3. Have an emergency fund
A well-funded emergency savings account is one of the most powerful financial tools you can have. Keeping just a few thousand dollars saved up for emergencies can help you stay out of debt; when a crisis happens, instead of slapping down plastic to pay for it and ending up with a new wad of debt, you can just pay cash.
Funding such an account can be a lot harder when you're already diverting every penny toward paying down your debt. But it's not a bad idea to siphon off a small bit of your extra income into a savings account for future emergencies. That way, if a crisis comes up while you're still in the middle of paying off your debt, you can use your new emergency savings instead of blowing up your debt again and having to start from scratch.
Once you've paid off your high-interest debts, saving at least enough to cover three months' worth of basic expenses is a great goal for your emergency fund. In the short term, however, your top priority is to pay down debt, not to save money.
Consider limiting your savings for now to no more than $1,000 to $2,000, and give yourself ample time to get there. If you can divert only $50 per month into your emergency savings account, you'll have $600 in there after a year. That's enough by itself to make you an above-average saver; a 2017 Bankrate survey found that 57% of Americans have less than $500 saved up.

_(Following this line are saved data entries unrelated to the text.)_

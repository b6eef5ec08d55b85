//! HTTP client for Socrata Open Data (SODA) endpoints.

use std::time::Duration;

use crate::{
    query::{encode_query, QueryParams},
    table::{DataTable, ResponseFormat},
    Error,
};

/// Rows fetched per page when paging and no `limit` parameter is set.
pub const DEFAULT_PAGE_SIZE: u64 = 1000;

/// Client for one SODA resource endpoint.
///
/// Holds the endpoint, the application token, and the query parameters,
/// and keeps the derived request URL in step with them: every mutation
/// re-derives the URL while a token is set, so no fetch can run against
/// a URL that predates the latest change. Each request builds a fresh
/// `reqwest::Client` with a 30-second timeout.
///
/// One instance covers one logical query session; it owns no shared or
/// persistent state.
pub struct Client {
    /// Resource URL; its suffix (`.json`, `.csv`) selects the decoder.
    endpoint: String,
    token: Option<String>,
    params: QueryParams,
    /// Derived request URL. `Some` exactly while a token is set.
    url: Option<String>,
}

impl Client {
    /// Creates a client for `endpoint` with no token and no parameters.
    /// URL derivation is deferred until a token is set.
    pub fn new(endpoint: impl Into<String>) -> Self {
        Self {
            endpoint: endpoint.into(),
            token: None,
            params: QueryParams::new(),
            url: None,
        }
    }

    /// Sets the application token at construction time and derives the
    /// request URL. An empty token is left unset.
    pub fn with_token(mut self, token: impl Into<String>) -> Self {
        let token = token.into();
        if !token.is_empty() {
            self.token = Some(token);
            self.rebuild_url();
        }
        self
    }

    /// Merges `params` into the query at construction time, deriving the
    /// request URL if a token is already set.
    pub fn with_params(mut self, params: QueryParams) -> Self {
        self.params.merge(params);
        self.rebuild_url();
        self
    }

    /// Stores the token and re-derives the request URL. An empty token
    /// is a credential error.
    pub fn set_token(&mut self, token: impl Into<String>) -> Result<(), Error> {
        let token = token.into();
        if token.is_empty() {
            return Err(Error::MissingToken);
        }
        self.token = Some(token);
        self.rebuild_url();
        Ok(())
    }

    /// Replaces the parameter mapping and re-derives the request URL.
    /// Fails with a credential error if no token is set.
    pub fn set_params(&mut self, params: QueryParams) -> Result<(), Error> {
        self.params = params;
        if self.token.is_none() {
            return Err(Error::MissingToken);
        }
        self.rebuild_url();
        Ok(())
    }

    /// Merges `params` into the existing mapping (incoming keys win) and
    /// re-derives the request URL while a token is set. With no token,
    /// derivation stays deferred as at construction.
    pub fn update_params(&mut self, params: QueryParams) {
        self.params.merge(params);
        self.rebuild_url();
    }

    /// Recomputes the derived URL from the current token and parameters.
    /// A no-op while no token is set.
    fn rebuild_url(&mut self) {
        if let Some(token) = self.token.as_deref() {
            let mut raw = format!("{}?$$app_token={}", self.endpoint, token);
            for (key, value) in self.params.iter() {
                raw.push_str(&format!("&${}={}", key, value));
            }
            self.url = Some(encode_query(&raw));
        }
    }

    /// The derived request URL. Fails with a credential error while no
    /// token is set; the failure does not touch the stored URL.
    pub fn url(&self) -> Result<&str, Error> {
        self.url.as_deref().ok_or(Error::MissingToken)
    }

    /// Current query parameters.
    pub fn params(&self) -> &QueryParams {
        &self.params
    }

    /// Resource endpoint this client was constructed for.
    pub fn endpoint(&self) -> &str {
        &self.endpoint
    }

    /// Issues one GET against the derived URL and returns the raw body.
    pub async fn fetch_raw(&self) -> Result<String, Error> {
        let url = self.url()?.to_string();
        self.get(&url).await
    }

    async fn get(&self, url: &str) -> Result<String, Error> {
        tracing::debug!("GET {}", url);
        let client = reqwest::Client::builder()
            .timeout(Duration::from_secs(30))
            .build()
            .map_err(|e| {
                tracing::error!("Failed to build HTTP client: {}", e);
                Error::Transport(e)
            })?;
        let resp = client.get(url).send().await.map_err(|e| {
            tracing::error!("Failed to reach endpoint: {}", e);
            Error::Transport(e)
        })?;

        let status = resp.status();
        let body = resp.text().await.map_err(|e| {
            tracing::error!("Failed to read response body: {}", e);
            Error::Transport(e)
        })?;

        if !status.is_success() {
            let snippet = truncate_body(&body);
            tracing::error!("Request failed with status {}: {}", status, snippet);
            return Err(Error::HttpStatus {
                status: status.as_u16(),
                body: snippet,
            });
        }

        Ok(body)
    }

    /// Fetches one page and decodes it into a [`DataTable`]. The decoder
    /// comes from the endpoint suffix; an unsupported suffix fails
    /// before any network I/O.
    pub async fn fetch_table(&self) -> Result<DataTable, Error> {
        let format = ResponseFormat::from_endpoint(&self.endpoint)?;
        let body = self.fetch_raw().await?;
        DataTable::decode(format, &body)
    }

    /// Fetches the full result set page by page and returns the
    /// concatenation, in fetch order.
    ///
    /// The page size is the `limit` parameter if one is set and numeric,
    /// otherwise `page_size`. Pages are requested strictly sequentially
    /// at offsets 0, limit, 2*limit, ... until one comes back with zero
    /// rows; an empty first page yields an empty table. A transport or
    /// decode failure on any page aborts the whole fetch and discards
    /// the pages accumulated so far. The final `limit`/`offset` values
    /// remain in the parameter map afterwards.
    pub async fn fetch_all_pages(&mut self, page_size: u64) -> Result<DataTable, Error> {
        let format = ResponseFormat::from_endpoint(&self.endpoint)?;
        let limit = self
            .params
            .get("limit")
            .and_then(|v| v.as_u64())
            .unwrap_or(page_size);

        let mut acc = DataTable::new();
        let mut offset = 0u64;
        loop {
            self.update_params(QueryParams::new().with_limit(limit).with_offset(offset));
            let body = self.fetch_raw().await?;
            let page = DataTable::decode(format, &body)?;
            if page.is_empty() {
                break;
            }
            tracing::debug!("page at offset {} has {} rows", offset, page.len());
            acc.append(page);
            offset += limit;
        }
        Ok(acc)
    }
}

fn truncate_body(body: &str) -> String {
    const MAX: usize = 2000;
    if body.len() <= MAX {
        body.to_string()
    } else {
        format!("{}...[truncated]", &body[..MAX])
    }
}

These three tricks aren't the only options for getting, and staying, out of debt, but they are the ones that seem to work well for most people. Paying off your debt will still be a challenge and will probably take a while, but it's doable. According to the LendingTree survey, 64% of the people who tried to pay down debt in 2017 succeeded, and the average amount they paid off was $7,500. And if they can hit their goals by using these tricks, then so can you.